This year will be a unique Christmas and New Years for those of us following Alberta’s new COVID restrictions, and it could be a great Christmas.
We won’t have to do any special cleaning nor re-shuffle the house to accommodate a myriad of guests. I, for one, put up my biggest and favourite Christmas tree which dominates the living room, making it impossible to host any normal Christmas entourage.
Our annual get-together when 40 to 60 relatives descend to feast on lutefisk and lefse will go ‘zoom’ this year.
I sometimes wonder if for in-laws and younger generations this seems like a thankful reprieve from the annual ritual of enduring the smells and visuals of white, wiggly lutefisk swimming in butter—perhaps wondering silently, ‘who in their right mind would eat this stuff’!
Yes, we come together because we want to catch up with our families sharing successes and commiserating over hardships from the year just ended.
We want to see our grandchildren and great nieces and nephews as they grow and mature in their march towards adulthood.
It could even be the last time we see a grandparent or a great aunt or uncle or even a younger cousin.
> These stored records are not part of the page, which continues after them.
//! Request Deduplicator: coalesces concurrently in-flight duplicate
//! requests onto a single origin call and serves a just-completed
//! duplicate from a 30-second cache. The registration map is a plain
//! `std::sync::Mutex` held only synchronously, never across an `.await`;
//! waiters subscribe to a `tokio::sync::broadcast` channel per key.

use std::collections::HashMap;
use std::sync::Mutex;
use std::time::{Duration, Instant};

use serde_json::Value;
use sha2::{Digest, Sha256};
use tokio::sync::broadcast;

use crate::error::ProxyError;
use crate::payment::fetch::FetchResponse;

const DEDUP_KEY_HEX_LEN: usize = 16;
const MAX_ITEM_SIZE_BYTES: usize = 1024 * 1024;
const INFLIGHT_CHANNEL_CAPACITY: usize = 32;

/// What an in-flight waiter eventually receives: the origin's response, or
/// a stand-in error if the origin failed.
pub type InflightResult = Result<FetchResponse, String>;

struct CompletedEntry {
    response: FetchResponse,
    completed_at: Instant,
}

pub struct RequestDeduplicator {
    completed_ttl: Duration,
    completed: Mutex<HashMap<String, CompletedEntry>>,
    inflight: Mutex<HashMap<String, broadcast::Sender<InflightResult>>>,
}

impl RequestDeduplicator {
    pub fn new(completed_ttl: Duration) -> Self {
        Self {
            completed_ttl,
            completed: Mutex::new(HashMap::new()),
            inflight: Mutex::new(HashMap::new()),
        }
    }

    /// The dedup key for a request body: first 16 hex chars of SHA-256
    /// over its canonicalized form.
    pub fn key_for(body: &[u8]) -> String {
        let canonical = canonicalize(body);
        let digest = Sha256::digest(&canonical);
        format!("{:x}", digest)[..DEDUP_KEY_HEX_LEN].to_string()
    }

    /// `getCached(key)`: the most-recent completed response if
    /// still fresh; expired entries are pruned on read.
    pub fn get_cached(&self, key: &str) -> Option<FetchResponse> {
        let mut completed = self.completed.lock().expect("dedup completed mutex poisoned");
        match completed.get(key) {
            Some(entry) if entry.completed_at.elapsed() <= self.completed_ttl => {
                Some(entry.response.clone())
            }
            Some(_) => {
                completed.remove(key);
                None
            }
            None => None,
        }
    }

    /// `getInflight(key)`: subscribe to the origin's eventual
    /// result if one is currently in flight.
    pub fn get_inflight(&self, key: &str) -> Option<broadcast::Receiver<InflightResult>> {
        let inflight = self.inflight.lock().expect("dedup inflight mutex poisoned");
        inflight.get(key).map(|tx| tx.subscribe())
    }

    /// `markInflight(key)`: register this key as in flight.
    /// Returns `false` if another caller already registered it first — the
    /// caller should fall back to `get_inflight` in that case.
    pub fn mark_inflight(&self, key: &str) -> bool {
        let mut inflight = self.inflight.lock().expect("dedup inflight mutex poisoned");
        if inflight.contains_key(key) {
            return false;
        }
        let (tx, _rx) = broadcast::channel(INFLIGHT_CHANNEL_CAPACITY);
        inflight.insert(key.to_string(), tx);
        true
    }

    /// `complete(key, result)`: cache the response if it's
    /// under the max item size, wake every waiter, and drop the in-flight
    /// registration.
    pub fn complete(&self, key: &str, response: FetchResponse) {
        if response.body.len() <= MAX_ITEM_SIZE_BYTES {
            let mut completed = self.completed.lock().expect("dedup completed mutex poisoned");
            self.prune_locked(&mut completed);
            completed.insert(
                key.to_string(),
                CompletedEntry { response: response.clone(), completed_at: Instant::now() },
            );
        }
        if let Some(tx) = self.inflight.lock().expect("dedup inflight mutex poisoned").remove(key) {
            let _ = tx.send(Ok(response));
        }
    }

    /// `removeInflight(key)`: on origin error, wake waiters
    /// with a `dedup_origin_failed` 503 and drop the registration.
    pub fn remove_inflight(&self, key: &str) {
        if let Some(tx) = self.inflight.lock().expect("dedup inflight mutex poisoned").remove(key) {
            let body = ProxyError::DedupOriginFailed.to_json();
            let _ = tx.send(Err(body.to_string()));
        }
    }

    /// Graceful-shutdown hook: fail every still-pending resolver with a
    /// 503 so no waiter is left hanging once the listener closes.
    pub fn fail_all_inflight(&self) {
        let mut inflight = self.inflight.lock().expect("dedup inflight mutex poisoned");
        let body = ProxyError::Internal("server is shutting down".to_string()).to_json();
        for (_, tx) in inflight.drain() {
            let _ = tx.send(Err(body.to_string()));
        }
    }

    fn prune_locked(&self, completed: &mut HashMap<String, CompletedEntry>) {
        let ttl = self.completed_ttl;
        completed.retain(|_, entry| entry.completed_at.elapsed() <= ttl);
    }
}

/// Canonicalize a request body for dedup-key hashing: parse as
/// JSON when possible, strip a leading `[Www YYYY-MM-DD HH:MM TZ] ` marker
/// from every string found under a `content` key, recursively sort object
/// keys, and re-serialize. Falls back to the raw bytes if parsing fails.
pub fn canonicalize(body: &[u8]) -> Vec<u8> {
    match serde_json::from_slice::<Value>(body) {
        Ok(value) => {
            let stripped = strip_content_timestamps(value);
            serde_json::to_vec(&sorted(&stripped)).unwrap_or_else(|_| body.to_vec())
        }
        Err(_) => body.to_vec(),
    }
}

fn strip_content_timestamps(value: Value) -> Value {
    match value {
        Value::Object(map) => Value::Object(
            map.into_iter()
                .map(|(k, v)| {
                    let v = if k == "content" {
                        strip_timestamp_strings(v)
                    } else {
                        strip_content_timestamps(v)
                    };
                    (k, v)
                })
                .collect(),
        ),
        Value::Array(items) => Value::Array(items.into_iter().map(strip_content_timestamps).collect()),
        other => other,
    }
}

fn strip_timestamp_strings(value: Value) -> Value {
    match value {
        Value::String(s) => Value::String(strip_timestamp_prefix(&s).to_string()),
        Value::Array(items) => Value::Array(items.into_iter().map(strip_timestamp_strings).collect()),
        Value::Object(map) => Value::Object(
            map.into_iter().map(|(k, v)| (k, strip_timestamp_strings(v))).collect(),
        ),
        other => other,
    }
}

/// Strip a leading `[Www YYYY-MM-DD HH:MM TZ] ` marker, e.g.
/// `[Mon 2026-07-28 09:14 UTC] hello` -> `hello`.
fn strip_timestamp_prefix(s: &str) -> &str {
    let bytes = s.as_bytes();
    if bytes.first() != Some(&b'[') {
        return s;
    }
    match s.find("] ") {
        Some(end) => {
            let candidate = &s[1..end];
            if looks_like_timestamp(candidate) { &s[end + 2..] } else { s }
        }
        None => s,
    }
}

fn looks_like_timestamp(candidate: &str) -> bool {
    let parts: Vec<&str> = candidate.split(' ').collect();
    parts.len() == 3
        && parts[0].len() == 3
        && parts[1].len() == 10
        && parts[1].as_bytes().get(4) == Some(&b'-')
        && parts[1].as_bytes().get(7) == Some(&b'-')
        && parts[2].chars().all(|c| c.is_ascii_alphabetic())
}

fn sorted(value: &Value) -> Value {
    match value {
        Value::Object(map) => {
            let mut entries: Vec<(&String, Value)> =
                map.iter().map(|(k, v)| (k, sorted(v))).collect();
            entries.sort_by(|a, b| a.0.cmp(b.0));
            Value::Object(entries.into_iter().map(|(k, v)| (k.clone(), v)).collect())
        }
        Value::Array(items) => Value::Array(items.iter().map(sorted).collect()),
        other => other.clone(),
    }
}

#[cfg(test)]
mod tests {
    use super::*;
    use reqwest::header::HeaderMap;

    fn response(body: &str) -> FetchResponse {
        FetchResponse { status: 200, headers: HeaderMap::new(), body: bytes::Bytes::from(body.to_string()) }
    }

    #[test]
    fn canonicalization_strips_leading_timestamp_under_content() {
        let body = br#"{"messages":[{"role":"user","content":"[Mon 2026-07-28 09:14 UTC] hi"}]}"#;
        let canonical = String::from_utf8(canonicalize(body)).unwrap();
        assert!(canonical.contains("\"hi\""));
        assert!(!canonical.contains("2026-07-28"));
    }

    #[test]
    fn canonicalization_sorts_object_keys() {
        let a = canonicalize(br#"{"b":1,"a":2}"#);
        let b = canonicalize(br#"{"a":2,"b":1}"#);
        assert_eq!(a, b);
    }

    #[test]
    fn canonicalization_falls_back_to_raw_bytes_on_invalid_json() {
        let raw = b"not json at all";
        assert_eq!(canonicalize(raw), raw.to_vec());
    }

    #[test]
    fn key_for_is_deterministic_and_16_hex_chars() {
        let body = br#"{"a":1}"#;
        let k1 = RequestDeduplicator::key_for(body);
        let k2 = RequestDeduplicator::key_for(body);
        assert_eq!(k1, k2);
        assert_eq!(k1.len(), 16);
    }

    #[test]
    fn fresh_completed_entry_is_served_and_expired_is_pruned() {
        let dedup = RequestDeduplicator::new(Duration::from_millis(5));
        dedup.complete("k1", response("hello"));
        assert!(dedup.get_cached("k1").is_some());
        std::thread::sleep(Duration::from_millis(20));
        assert!(dedup.get_cached("k1").is_none());
    }

    #[test]
    fn mark_inflight_rejects_second_registration() {
        let dedup = RequestDeduplicator::new(Duration::from_secs(30));
        assert!(dedup.mark_inflight("k1"));
        assert!(!dedup.mark_inflight("k1"));
    }

    #[tokio::test]
    async fn complete_wakes_inflight_waiters() {
        let dedup = RequestDeduplicator::new(Duration::from_secs(30));
        dedup.mark_inflight("k1");
        let mut rx = dedup.get_inflight("k1").unwrap();
        dedup.complete("k1", response("done"));
        let result = rx.recv().await.unwrap();
        assert!(result.is_ok());
        assert!(dedup.get_inflight("k1").is_none());
    }

    #[tokio::test]
    async fn remove_inflight_wakes_waiters_with_dedup_error() {
        let dedup = RequestDeduplicator::new(Duration::from_secs(30));
        dedup.mark_inflight("k1");
        let mut rx = dedup.get_inflight("k1").unwrap();
        dedup.remove_inflight("k1");
        let result = rx.recv().await.unwrap();
        assert!(result.is_err());
        assert!(result.unwrap_err().contains("dedup_origin_failed"));
    }

    #[tokio::test]
    async fn fail_all_inflight_wakes_every_pending_waiter() {
        let dedup = RequestDeduplicator::new(Duration::from_secs(30));
        dedup.mark_inflight("k1");
        dedup.mark_inflight("k2");
        let mut rx1 = dedup.get_inflight("k1").unwrap();
        let mut rx2 = dedup.get_inflight("k2").unwrap();
        dedup.fail_all_inflight();
        assert!(rx1.recv().await.unwrap().is_err());
        assert!(rx2.recv().await.unwrap().is_err());
        assert!(dedup.get_inflight("k1").is_none());
    }
}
We want to reconnect with friends and those from afar.
Christmas for most is extremely important and special.
However, COVID-19 has forced us this ‘one’ year, to not only consider our family and friend’s needs and wants, but to consider the stranger as well.
In the Bible, the parable of the Good Samaritan (Luke 10:25-37) tells of a Jew robbed and beaten and in need of help. He is aided not by one of his own but a member of a foreign and hostile tribe, a Samaritan.
Jesus told this parable when teaching a critical Bible passage, ‘Thou shalt love thy neighbour as thyself’, the second greatest commandment after ‘to love God with heart, soul and mind’.
The ‘neighbour’ in the Bible isn’t our favourite people or those we most identify with, the neighbour in this parable was the stranger, the unknown or even an enemy.
Christmas is the time for Christians to celebrate the birth of Jesus Christ. As such, it seems a most appropriate time to regard Christ’s stranger over our own wants and wishes in 2020. Keeping Christmas to only those who live in our household is what governments have asked us to do so that others (strangers) may live.
I most likely will spend Christmas alone, as I did for Thanksgiving, but I do this with a grateful heart ever reminding myself of the Samaritan woman and Jesus’ two greatest commandments.
Merry Christmas to all . . . and remember, it’s just one year.